Required work:
Please retype the listing below exactly, from its opening line through the line where "pub fn server()" appears.

Records provided:
----

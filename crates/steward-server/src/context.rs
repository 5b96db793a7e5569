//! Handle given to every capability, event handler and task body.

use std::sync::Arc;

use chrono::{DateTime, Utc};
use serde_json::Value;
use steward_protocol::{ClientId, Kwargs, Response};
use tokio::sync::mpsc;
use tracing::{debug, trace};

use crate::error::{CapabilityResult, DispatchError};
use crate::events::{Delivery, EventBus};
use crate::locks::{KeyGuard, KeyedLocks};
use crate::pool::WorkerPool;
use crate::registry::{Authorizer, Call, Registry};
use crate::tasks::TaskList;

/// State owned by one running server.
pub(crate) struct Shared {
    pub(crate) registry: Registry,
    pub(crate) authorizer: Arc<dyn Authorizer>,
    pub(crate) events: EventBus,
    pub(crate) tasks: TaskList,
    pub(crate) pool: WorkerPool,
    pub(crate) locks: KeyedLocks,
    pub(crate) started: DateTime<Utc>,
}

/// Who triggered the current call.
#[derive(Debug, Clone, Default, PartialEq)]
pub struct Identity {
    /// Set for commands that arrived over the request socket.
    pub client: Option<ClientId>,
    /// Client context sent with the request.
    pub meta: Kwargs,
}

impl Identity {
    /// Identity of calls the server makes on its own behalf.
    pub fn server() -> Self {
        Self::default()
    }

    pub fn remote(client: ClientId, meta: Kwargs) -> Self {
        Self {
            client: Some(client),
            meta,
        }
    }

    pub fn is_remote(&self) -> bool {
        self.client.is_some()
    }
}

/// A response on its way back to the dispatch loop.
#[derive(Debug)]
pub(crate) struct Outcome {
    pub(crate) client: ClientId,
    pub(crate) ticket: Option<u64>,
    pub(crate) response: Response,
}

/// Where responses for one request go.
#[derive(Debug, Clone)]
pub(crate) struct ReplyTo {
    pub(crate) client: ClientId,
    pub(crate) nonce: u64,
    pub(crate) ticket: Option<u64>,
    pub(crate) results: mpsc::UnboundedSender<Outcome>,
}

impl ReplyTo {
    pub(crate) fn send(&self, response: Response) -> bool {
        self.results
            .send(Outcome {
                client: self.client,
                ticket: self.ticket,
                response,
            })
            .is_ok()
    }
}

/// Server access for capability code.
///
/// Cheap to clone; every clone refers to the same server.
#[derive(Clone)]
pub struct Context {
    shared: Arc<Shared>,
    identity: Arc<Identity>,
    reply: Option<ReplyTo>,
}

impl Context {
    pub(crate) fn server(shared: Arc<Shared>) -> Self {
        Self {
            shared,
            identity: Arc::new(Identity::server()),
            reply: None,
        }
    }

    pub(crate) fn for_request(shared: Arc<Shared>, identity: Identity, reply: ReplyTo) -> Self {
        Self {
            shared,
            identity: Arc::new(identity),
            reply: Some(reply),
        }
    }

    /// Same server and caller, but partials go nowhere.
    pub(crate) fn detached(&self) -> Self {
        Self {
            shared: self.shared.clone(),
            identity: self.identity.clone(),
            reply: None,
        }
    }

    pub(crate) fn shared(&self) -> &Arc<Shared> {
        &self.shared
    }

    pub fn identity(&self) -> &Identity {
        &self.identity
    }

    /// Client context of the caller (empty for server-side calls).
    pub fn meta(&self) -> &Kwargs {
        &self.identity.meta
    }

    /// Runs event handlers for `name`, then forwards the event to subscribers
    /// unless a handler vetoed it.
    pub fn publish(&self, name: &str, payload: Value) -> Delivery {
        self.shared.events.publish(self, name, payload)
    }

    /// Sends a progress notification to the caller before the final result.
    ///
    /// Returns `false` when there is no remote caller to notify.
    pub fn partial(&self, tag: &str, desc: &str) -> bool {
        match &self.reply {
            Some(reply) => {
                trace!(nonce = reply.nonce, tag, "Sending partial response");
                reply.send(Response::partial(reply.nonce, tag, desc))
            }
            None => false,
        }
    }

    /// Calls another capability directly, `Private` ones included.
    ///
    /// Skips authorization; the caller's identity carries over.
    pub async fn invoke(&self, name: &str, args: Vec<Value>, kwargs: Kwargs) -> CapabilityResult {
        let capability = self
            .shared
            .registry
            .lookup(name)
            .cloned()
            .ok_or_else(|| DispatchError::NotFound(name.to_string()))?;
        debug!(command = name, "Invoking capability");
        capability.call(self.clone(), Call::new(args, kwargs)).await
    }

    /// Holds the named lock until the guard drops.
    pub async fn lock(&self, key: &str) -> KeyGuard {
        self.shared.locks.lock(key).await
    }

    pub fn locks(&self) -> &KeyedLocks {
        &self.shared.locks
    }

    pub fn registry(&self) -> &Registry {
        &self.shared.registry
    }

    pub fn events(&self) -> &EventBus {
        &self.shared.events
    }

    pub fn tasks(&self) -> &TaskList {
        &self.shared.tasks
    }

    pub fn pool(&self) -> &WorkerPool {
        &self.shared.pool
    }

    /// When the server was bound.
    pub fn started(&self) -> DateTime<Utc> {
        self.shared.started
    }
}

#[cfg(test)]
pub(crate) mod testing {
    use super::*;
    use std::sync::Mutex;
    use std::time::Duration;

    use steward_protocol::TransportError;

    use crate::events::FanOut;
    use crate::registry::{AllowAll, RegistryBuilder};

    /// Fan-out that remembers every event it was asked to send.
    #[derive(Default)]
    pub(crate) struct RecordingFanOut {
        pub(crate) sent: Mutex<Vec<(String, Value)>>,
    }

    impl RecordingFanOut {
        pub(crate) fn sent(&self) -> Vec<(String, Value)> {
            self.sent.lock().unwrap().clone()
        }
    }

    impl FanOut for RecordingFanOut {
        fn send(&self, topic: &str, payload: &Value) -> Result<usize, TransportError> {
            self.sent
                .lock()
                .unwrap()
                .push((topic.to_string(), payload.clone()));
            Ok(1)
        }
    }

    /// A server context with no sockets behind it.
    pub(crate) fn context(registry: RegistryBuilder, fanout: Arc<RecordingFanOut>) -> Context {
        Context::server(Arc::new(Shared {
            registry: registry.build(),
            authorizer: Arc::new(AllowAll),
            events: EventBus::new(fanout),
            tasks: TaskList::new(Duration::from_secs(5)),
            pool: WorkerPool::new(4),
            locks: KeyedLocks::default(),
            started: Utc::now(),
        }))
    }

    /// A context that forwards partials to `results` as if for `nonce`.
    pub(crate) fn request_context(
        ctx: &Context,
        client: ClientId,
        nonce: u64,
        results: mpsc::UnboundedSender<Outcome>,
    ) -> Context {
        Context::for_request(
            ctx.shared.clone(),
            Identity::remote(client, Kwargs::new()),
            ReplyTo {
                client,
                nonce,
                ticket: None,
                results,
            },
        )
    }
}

----

Response area:
filename crates/steward-server/src/context.rs
repository 5b96db793a7e5569
//! Handle given to every capability, event handler and task body.

use std::sync::Arc;

use chrono::{DateTime, Utc};
use serde_json::Value;
use steward_protocol::{ClientId, Kwargs, Response};
use tokio::sync::mpsc;
use tracing::{debug, trace};

use crate::error::{CapabilityResult, DispatchError};
use crate::events::{Delivery, EventBus};
use crate::locks::{KeyGuard, KeyedLocks};
use crate::pool::WorkerPool;
use crate::registry::{Authorizer, Call, Registry};
use crate::tasks::TaskList;

/// State owned by one running server.
pub(crate) struct Shared {
    pub(crate) registry: Registry,
    pub(crate) authorizer: Arc<dyn Authorizer>,
    pub(crate) events: EventBus,
    pub(crate) tasks: TaskList,
    pub(crate) pool: WorkerPool,
    pub(crate) locks: KeyedLocks,
    pub(crate) started: DateTime<Utc>,
}

/// Who triggered the current call.
#[derive(Debug, Clone, Default, PartialEq)]
pub struct Identity {
    /// Set for commands that arrived over the request socket.
    pub client: Option<ClientId>,
    /// Client context sent with the request.
    pub meta: Kwargs,
}

impl Identity {
    /// Identity of calls the server makes on its own behalf.
    pub fn server() -> Self {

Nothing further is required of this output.